Die NASA- Ingenieure am Glenn Research Center in Cleveland (Ohio) zeigten sich nach den Test optimistisch. Der Reaktor auf dem Mond werde "sicher, verlässlich und effizient sein", sind die Forscher überzeugt. Bedenken, dass bei einem missglückten Start etwas passieren könnte, zerstreuen sie: "Ein Reaktorunfall beim Start sei ausgeschlossen", denn die Sicherheitsvorkehrungen seien extrem hoch.
Der Reaktor ist als Alternative zur Solarenergie geplant, denn bei Mondnächten, die bis zu zwei Wochen dauern können, müssten die Bewohner einer künftigen Forschungsstation auf dem Erdtrabanten auf Brennstoffzellen oder Batterien zurückgreifen. Beide Energielieferanten sind relativ schwer, ihr Transport zum Mond kommt ziemlich teuer.

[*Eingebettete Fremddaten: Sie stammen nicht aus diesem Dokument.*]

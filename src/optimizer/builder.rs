use std::time::Duration;

use crate::acquisition::Acquisition;
use crate::domain::Domain;
use crate::error::{Error, Result};
use crate::history::History;
use crate::kernel::Kernel;
use crate::param::Pars;
use crate::proposal::SearchConfig;
use crate::surrogate::{SurrogateConfig, Tuning};
use crate::types::{InitialDesign, Phase};

use super::{BayesOpt, DEFAULT_FIT_RETRIES, DEFAULT_INIT_POINTS, DEFAULT_ITERATIONS};

/// A builder for configuring a [`BayesOpt`] run with a fluent API.
///
/// Created via [`BayesOpt::builder`]. Every knob has a default; only the
/// domain is required.
///
/// # Defaults
///
/// - `init_points`: 5, drawn by Latin hypercube
/// - `iterations`: 10, `batch_size`: 1
/// - acquisition: expected improvement (`xi = 0.01`)
/// - kernel: squared exponential, heuristic lengthscales
/// - `noise_variance`: `1e-6`, jitter ladder up to `1e-2`
/// - `dup_tolerance`: `1e-6`, `fit_retries`: 3
/// - no stop rules, no scoring retries, random seed
///
/// # Examples
///
/// ```
/// use bayesopt::kernel::Matern52;
/// use bayesopt::prelude::*;
/// use bayesopt::surrogate::Tuning;
///
/// let domain = Domain::builder()
///     .continuous("lr", 1e-4, 1e-1)
///     .integer("layers", 1, 8)
///     .build()
///     .unwrap();
///
/// let opt = BayesOpt::builder(domain)
///     .init_points(8)
///     .iterations(20)
///     .batch_size(3)
///     .acquisition(Acquisition::upper_confidence_bound(2.576))
///     .kernel(Matern52)
///     .tuning(Tuning::MarginalLikelihood)
///     .seed(42)
///     .build()
///     .unwrap();
/// # let _ = opt;
/// ```
#[must_use]
pub struct BayesOptBuilder {
    domain: Domain,
    acquisition: Acquisition,
    surrogate: SurrogateConfig,
    search: SearchConfig,
    init_points: usize,
    iterations: usize,
    batch_size: usize,
    initial_design: InitialDesign,
    seed_points: Vec<Pars>,
    fit_retries: usize,
    retry_failed_scores: bool,
    target_score: Option<f64>,
    patience: Option<usize>,
    time_budget: Option<Duration>,
    #[cfg(feature = "async")]
    concurrency: Option<usize>,
    seed: Option<u64>,
}

impl BayesOptBuilder {
    pub(super) fn new(domain: Domain) -> Self {
        Self {
            domain,
            acquisition: Acquisition::default(),
            surrogate: SurrogateConfig::default(),
            search: SearchConfig::default(),
            init_points: DEFAULT_INIT_POINTS,
            iterations: DEFAULT_ITERATIONS,
            batch_size: 1,
            initial_design: InitialDesign::default(),
            seed_points: Vec::new(),
            fit_retries: DEFAULT_FIT_RETRIES,
            retry_failed_scores: false,
            target_score: None,
            patience: None,
            time_budget: None,
            #[cfg(feature = "async")]
            concurrency: None,
            seed: None,
        }
    }

    /// Sets the size of the initial space-filling design.
    ///
    /// User seed points count toward this; the remainder is drawn according
    /// to [`initial_design`](Self::initial_design). Default: 5.
    pub fn init_points(mut self, n: usize) -> Self {
        self.init_points = n;
        self
    }

    /// Sets the number of optimization passes a [`run`](BayesOpt::run)
    /// performs. Default: 10.
    pub fn iterations(mut self, n: usize) -> Self {
        self.iterations = n;
        self
    }

    /// Sets how many candidates each pass proposes and evaluates.
    ///
    /// Values of 0 are treated as 1. Default: 1.
    pub fn batch_size(mut self, k: usize) -> Self {
        self.batch_size = k;
        self
    }

    /// Sets the acquisition function. Default: expected improvement.
    pub fn acquisition(mut self, acquisition: Acquisition) -> Self {
        self.acquisition = acquisition;
        self
    }

    /// Sets the surrogate covariance kernel. Default:
    /// [`SquaredExponential`](crate::kernel::SquaredExponential).
    pub fn kernel(mut self, kernel: impl Kernel + 'static) -> Self {
        self.surrogate.kernel = std::sync::Arc::new(kernel);
        self
    }

    /// Sets the hyperparameter selection strategy. Default:
    /// [`Tuning::Defaults`].
    pub fn tuning(mut self, tuning: Tuning) -> Self {
        self.surrogate.tuning = tuning;
        self
    }

    /// Sets the number of restarts for marginal-likelihood tuning.
    /// Default: 3.
    pub fn tuning_restarts(mut self, restarts: usize) -> Self {
        self.surrogate.tuning_restarts = restarts;
        self
    }

    /// Sets the observation-noise variance on the kernel diagonal.
    ///
    /// Raise it for noisy scoring functions. Default: `1e-6`.
    pub fn noise_variance(mut self, variance: f64) -> Self {
        self.surrogate.noise_variance = variance;
        self
    }

    /// Sets the ceiling of the jitter escalation ladder. Default: `1e-2`.
    pub fn max_jitter(mut self, jitter: f64) -> Self {
        self.surrogate.max_jitter = jitter;
        self
    }

    /// Sets how the initial design is drawn. Default: Latin hypercube.
    pub fn initial_design(mut self, design: InitialDesign) -> Self {
        self.initial_design = design;
        self
    }

    /// Adds a point to evaluate first, before any drawn design point.
    ///
    /// Must name exactly the domain's parameters with in-bounds values;
    /// [`build`](Self::build) rejects the configuration otherwise.
    pub fn seed_point(mut self, pars: Pars) -> Self {
        self.seed_points.push(pars);
        self
    }

    /// Sets the minimum distance (in the unit cube) between any two
    /// evaluated points. Default: `1e-6`.
    pub fn dup_tolerance(mut self, tolerance: f64) -> Self {
        self.search.dup_tolerance = tolerance.abs();
        self
    }

    /// Replaces the acquisition-search knobs wholesale.
    ///
    /// Note that [`dup_tolerance`](Self::dup_tolerance) lives inside
    /// [`SearchConfig`]; set it after this call if both are customized.
    pub fn search(mut self, config: SearchConfig) -> Self {
        self.search = config;
        self
    }

    /// Sets how often a failed surrogate fit is retried after perturbing
    /// the offending training inputs. Default: 3.
    pub fn fit_retries(mut self, retries: usize) -> Self {
        self.fit_retries = retries;
        self
    }

    /// Re-evaluates a failed or non-finite score once before excluding the
    /// observation. Default: off.
    pub fn retry_failed_scores(mut self, retry: bool) -> Self {
        self.retry_failed_scores = retry;
        self
    }

    /// Stops the run once the best score reaches `target`.
    pub fn target_score(mut self, target: f64) -> Self {
        self.target_score = Some(target);
        self
    }

    /// Stops the run after `iterations` consecutive passes without strict
    /// improvement of the best score.
    pub fn patience(mut self, iterations: usize) -> Self {
        self.patience = Some(iterations);
        self
    }

    /// Stops the run once it has been going for `budget`, checked between
    /// batches (a running batch is never interrupted).
    pub fn time_budget(mut self, budget: Duration) -> Self {
        self.time_budget = Some(budget);
        self
    }

    /// Caps how many evaluations [`run_async`](BayesOpt::run_async) keeps
    /// in flight at once. When unset, each dispatch (the initial design
    /// included) runs its whole batch concurrently.
    #[cfg(feature = "async")]
    pub fn concurrency(mut self, limit: usize) -> Self {
        self.concurrency = Some(limit.max(1));
        self
    }

    /// Seeds the run's RNG for reproducibility. Default: random.
    pub fn seed(mut self, seed: u64) -> Self {
        self.seed = Some(seed);
        self
    }

    /// Validates the configuration and builds the optimizer.
    ///
    /// # Errors
    ///
    /// - [`Error::InvalidObservation`] if a seed point is misnamed or out
    ///   of bounds, or if `init_points` is 0 with no seed points (there
    ///   would be nothing to fit the surrogate on).
    pub fn build(self) -> Result<BayesOpt> {
        for pars in &self.seed_points {
            validate_seed_point(&self.domain, pars)?;
        }
        if self.init_points == 0 && self.seed_points.is_empty() {
            return Err(Error::InvalidObservation {
                iteration: 0,
                reason: "init_points is 0 and no seed points were provided".to_string(),
            });
        }

        #[allow(unused_mut)]
        let mut rng = self
            .seed
            .map_or_else(fastrand::Rng::new, fastrand::Rng::with_seed);
        #[cfg(feature = "sobol")]
        let sobol_seed = rng.u32(..);

        Ok(BayesOpt {
            domain: self.domain,
            acquisition: self.acquisition,
            surrogate: self.surrogate,
            search: self.search,
            init_points: self.init_points,
            iterations: self.iterations,
            batch_size: self.batch_size.max(1),
            initial_design: self.initial_design,
            seed_points: self.seed_points,
            fit_retries: self.fit_retries,
            retry_failed_scores: self.retry_failed_scores,
            target_score: self.target_score,
            patience: self.patience,
            time_budget: self.time_budget,
            #[cfg(feature = "async")]
            concurrency: self.concurrency,
            #[cfg(feature = "sobol")]
            sobol_seed,
            rng,
            history: History::default(),
            warnings: Vec::new(),
            phase: Phase::Init,
            iteration: 0,
            stall_count: 0,
        })
    }
}

/// Checks that a seed point names exactly the domain's parameters with
/// in-bounds values.
fn validate_seed_point(domain: &Domain, pars: &Pars) -> Result<()> {
    for spec in domain.specs() {
        let Some(value) = pars.get(spec.name()) else {
            return Err(Error::InvalidObservation {
                iteration: 0,
                reason: format!("seed point is missing parameter '{}'", spec.name()),
            });
        };
        let v = value.as_f64();
        if !(spec.low()..=spec.high()).contains(&v) {
            return Err(Error::InvalidObservation {
                iteration: 0,
                reason: format!(
                    "seed value {v} for '{}' is outside [{}, {}]",
                    spec.name(),
                    spec.low(),
                    spec.high()
                ),
            });
        }
    }
    if pars.len() != domain.len()
        && let Some(extra) = pars.keys().find(|k| domain.spec(k).is_none())
    {
        return Err(Error::InvalidObservation {
            iteration: 0,
            reason: format!("seed point names unknown parameter '{extra}'"),
        });
    }
    Ok(())
}

#[cfg(test)]
mod tests {
    use super::*;
    use crate::param::ParamValue;

    fn domain() -> Domain {
        Domain::builder()
            .continuous("x", 0.0, 1.0)
            .integer("n", 1, 5)
            .build()
            .unwrap()
    }

    #[test]
    fn build_accepts_in_bounds_seed_points() {
        let seed: Pars = [
            ("x".to_string(), ParamValue::Float(0.5)),
            ("n".to_string(), ParamValue::Int(2)),
        ]
        .into();
        assert!(BayesOpt::builder(domain()).seed_point(seed).build().is_ok());
    }

    #[test]
    fn build_rejects_out_of_bounds_seed_points() {
        let seed: Pars = [
            ("x".to_string(), ParamValue::Float(1.5)),
            ("n".to_string(), ParamValue::Int(2)),
        ]
        .into();
        let err = BayesOpt::builder(domain()).seed_point(seed).build();
        assert!(matches!(err, Err(Error::InvalidObservation { .. })));
    }

    #[test]
    fn build_rejects_misnamed_seed_points() {
        let seed: Pars = [
            ("x".to_string(), ParamValue::Float(0.5)),
            ("bogus".to_string(), ParamValue::Int(2)),
        ]
        .into();
        let err = BayesOpt::builder(domain()).seed_point(seed).build();
        assert!(matches!(err, Err(Error::InvalidObservation { reason, .. })
            if reason.contains("missing parameter 'n'")));
    }

    #[test]
    fn build_rejects_an_empty_initial_design() {
        let err = BayesOpt::builder(domain()).init_points(0).build();
        assert!(matches!(err, Err(Error::InvalidObservation { .. })));
    }

    #[test]
    fn zero_init_points_with_seeds_is_allowed() {
        let seed: Pars = [
            ("x".to_string(), ParamValue::Float(0.5)),
            ("n".to_string(), ParamValue::Int(2)),
        ]
        .into();
        let opt = BayesOpt::builder(domain())
            .init_points(0)
            .seed_point(seed)
            .build();
        assert!(opt.is_ok());
    }

    #[test]
    fn batch_size_zero_is_clamped_to_one() {
        let opt = BayesOpt::builder(domain()).batch_size(0).build().unwrap();
        assert_eq!(opt.batch_size, 1);
    }
}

Schon 2006 hat auch Russland angekündigt, dass man ein kleines Atomkraftwerk auf dem Erdtrabanten errichten wolle. Einen konkreten Zeitplan nannte man damals noch nicht, es hieß lediglich, Mondflüge sollten in das nächste Raumfahrtprogramm nach dem Jahr 2015 aufgenommen werden.